Sono stati accolti in Prefettura

Dopo più di dieci anni di lavoro al Centro Agro Alimentare di Torino sono stati lasciati a casa. Sono i lavoratori del posteggio Effevi/Ramondo che questa mattina, giovedì 3 settembre, sono stati accolti in Prefettura per discutere della loro situazione occupazionale. 

"Sono lavoratori che da 15 anni lavorano ai mercati generali. A inizio anno c'è stato un ulteriore cambio di appalto dove sono stati proposte a questi lavoratori delle condizioni contrattuali non accettabili. Contratti di 3 mesi e con un salrio ridotto del 40%. I lavoratori che questa mattina sono qui non hanno accettato queste condizioni e non sono stati riassorbiti dalla nuova ditta appaltatrice", racconta Francesco Latorraca del sindacato SI Cobas. 

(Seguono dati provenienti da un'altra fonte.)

use std::collections::HashMap;
use std::io::Write;
use std::path::PathBuf;
use std::sync::Arc;

use anyhow::Context;
use chrono::{DateTime, Local, Utc};
use clap::{Args, Parser, Subcommand};
use tokio::io::{AsyncBufReadExt, BufReader};
use tracing::info;
use valezap_observability::{
    canonical_logs_dir_from_root, emit_event, init_process_logging, ObservabilityEvent, ProcessKind,
};
use valezap_sync::{
    load_history_once, resolve_identity, spawn_session, ChatTransport, ClientConfig, Conversation,
    HttpTransport, MemorySink, PresentationSink, RenderHandle, SessionOptions,
};
use valezap_types::{LifecycleState, Message, Origin};

const LOG_RETENTION_DAYS: u64 = 14;

#[derive(Parser, Debug)]
#[command(name = "valezap")]
#[command(about = "Chat with a Valezap assistant from the terminal")]
struct Cli {
    #[command(flatten)]
    connection: ConnectionArgs,
    #[command(subcommand)]
    command: Command,
}

#[derive(Args, Debug)]
struct ConnectionArgs {
    /// Backend base URL. Overrides VALEZAP_SERVER_URL.
    #[arg(long, global = true)]
    server: Option<String>,
    /// Overrides VALEZAP_CLIENT_API_KEY.
    #[arg(long, global = true)]
    api_key: Option<String>,
    /// Use this player id instead of the persisted one.
    #[arg(long, global = true, env = "VALEZAP_PLAYER_ID")]
    player: Option<String>,
    /// Join an existing session instead of starting a new one.
    #[arg(long, global = true, env = "VALEZAP_SESSION_ID")]
    session: Option<String>,
    #[arg(long, global = true)]
    state_dir: Option<PathBuf>,
}

#[derive(Subcommand, Debug)]
enum Command {
    /// Interactive chat. `/status` prints the sync state, `/quit` exits.
    Chat,
    /// Print a session's stored history and exit.
    History {
        #[arg(long, default_value_t = false)]
        json: bool,
    },
}

#[tokio::main]
async fn main() -> anyhow::Result<()> {
    let cli = Cli::parse();
    let process = match cli.command {
        Command::Chat => ProcessKind::Chat,
        Command::History { .. } => {
            history_session(&cli.connection)?;
            ProcessKind::History
        }
    };

    let config = build_config(&cli.connection)?;
    let logs_dir = canonical_logs_dir_from_root(&config.state_dir);
    let (_log_guard, log_info) =
        init_process_logging(process, &logs_dir, LOG_RETENTION_DAYS, "warn")?;
    emit_event(
        tracing::Level::INFO,
        process,
        ObservabilityEvent {
            event: "logging.initialized",
            component: "cli.main",
            status: Some("ok"),
            detail: Some("cli jsonl logging initialized"),
            ..Default::default()
        },
    );
    info!("cli logging initialized: {:?}", log_info);

    let identity = resolve_identity(
        &config.state_dir,
        cli.connection.player.clone(),
        cli.connection.session.clone(),
    )
    .await
    .context("failed to resolve player identity")?;
    info!(
        "player={} session={} server={}",
        identity.player_id,
        identity.session_id,
        config.base_url()
    );
    let transport = HttpTransport::new(&config)
        .context("failed to build http client")?
        .with_process(process);

    match cli.command {
        Command::Chat => run_chat(config, identity.conversation_key(), transport).await,
        Command::History { json } => {
            let mut conversation = Conversation::new(
                identity.conversation_key(),
                MemorySink::new(),
                config.failure_notice.clone(),
            );
            load_history_once(&transport, &mut conversation)
                .await
                .context("failed to load history")?;
            print_history(conversation.sink(), json)
        }
    }
}

/// A fresh session id would always print nothing, so `history` must name one.
fn history_session(args: &ConnectionArgs) -> anyhow::Result<&str> {
    args.session
        .as_deref()
        .map(str::trim)
        .filter(|s| !s.is_empty())
        .ok_or_else(|| {
            anyhow::anyhow!(
                "history needs --session <id> (or VALEZAP_SESSION_ID); the session id is printed when `valezap chat` starts"
            )
        })
}

fn build_config(args: &ConnectionArgs) -> anyhow::Result<ClientConfig> {
    let mut config = ClientConfig::from_env()?;
    if let Some(server) = args.server.as_ref().filter(|s| !s.trim().is_empty()) {
        config.server_base_url = server.trim().to_string();
    }
    if let Some(api_key) = &args.api_key {
        config.api_key = api_key.clone();
    }
    if let Some(dir) = &args.state_dir {
        config.state_dir = dir.clone();
    }
    config.validate()?;
    Ok(config)
}

async fn run_chat(
    config: ClientConfig,
    conversation_key: valezap_types::ConversationKey,
    transport: HttpTransport,
) -> anyhow::Result<()> {
    println!(
        "session {} as player {} (/status, /quit)",
        conversation_key.session_id, conversation_key.player_id
    );
    let conversation = Conversation::new(
        conversation_key,
        TerminalSink::default(),
        config.failure_notice.clone(),
    );
    let transport: Arc<dyn ChatTransport> = Arc::new(transport);
    let options = SessionOptions::from_config(&config, ProcessKind::Chat);
    let (handle, task) = spawn_session(transport, conversation, options);

    let mut lines = BufReader::new(tokio::io::stdin()).lines();
    while let Some(line) = lines.next_line().await? {
        let line = line.trim();
        match line {
            "" => continue,
            "/quit" | "/exit" => break,
            "/status" => match handle.snapshot().await {
                Some(snapshot) => eprintln!("{}", serde_json::to_string(&snapshot)?),
                None => break,
            },
            text => {
                if !handle.submit(text).await {
                    eprintln!("(waiting for a reply; message not sent)");
                }
            }
        }
    }

    handle.shutdown().await;
    task.await.context("chat session task failed")?;
    Ok(())
}

fn print_history(sink: &MemorySink, json: bool) -> anyhow::Result<()> {
    let stdout = std::io::stdout();
    let mut out = stdout.lock();
    for message in sink.messages() {
        if json {
            writeln!(out, "{}", serde_json::to_string(message)?)?;
        } else {
            writeln!(out, "{}", format_row(message))?;
        }
    }
    Ok(())
}

fn format_row(message: &Message) -> String {
    let at: DateTime<Utc> = message.timestamp.unwrap_or_else(Utc::now);
    let who = match message.origin {
        Origin::User => "you",
        Origin::Assistant => "bot",
    };
    let marker = match message.state {
        LifecycleState::Pending => " …",
        LifecycleState::Confirmed => "",
    };
    format!(
        "[{}] {who}: {}{marker}",
        at.with_timezone(&Local).format("%H:%M"),
        message.text
    )
}

/// Line-oriented sink. Rows cannot be edited in place, so updates and
/// removals are printed as short follow-up lines.
#[derive(Default)]
struct TerminalSink {
    next_handle: u64,
    rows: HashMap<RenderHandle, String>,
    status: String,
}

impl PresentationSink for TerminalSink {
    fn render(&mut self, message: &Message) -> RenderHandle {
        self.next_handle += 1;
        let handle = RenderHandle::new(self.next_handle);
        self.rows.insert(handle, message.text.clone());
        println!("{}", format_row(message));
        handle
    }

    fn update(&mut self, handle: RenderHandle, message: &Message) {
        self.rows.insert(handle, message.text.clone());
        if message.state == LifecycleState::Confirmed && message.origin == Origin::User {
            println!("  (delivered)");
        }
    }

    fn remove(&mut self, handle: RenderHandle) {
        if let Some(text) = self.rows.remove(&handle) {
            println!("  (not delivered: {text})");
        }
    }

    fn set_status(&mut self, status: &str) {
        if self.status != status {
            self.status = status.to_string();
            eprintln!("-- {status}");
        }
    }
}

Un comportamento che sarebbe antisindacale in quanto il contratto della logistica prevederebbe il reintegro alle stesse condizioni, stessa cosa prevista anche da un accordo siglato dal Comune di Torino e dal CAAT nel 2015. Dalla Prefettura di Torino dopo l'incontro di questa mattina è stato preso un impegno a interpellare l'assessorato al Commercio del Comune di Torino e l'ispettorato del lavoro per chiarire gli aspetti di questa sittuazione.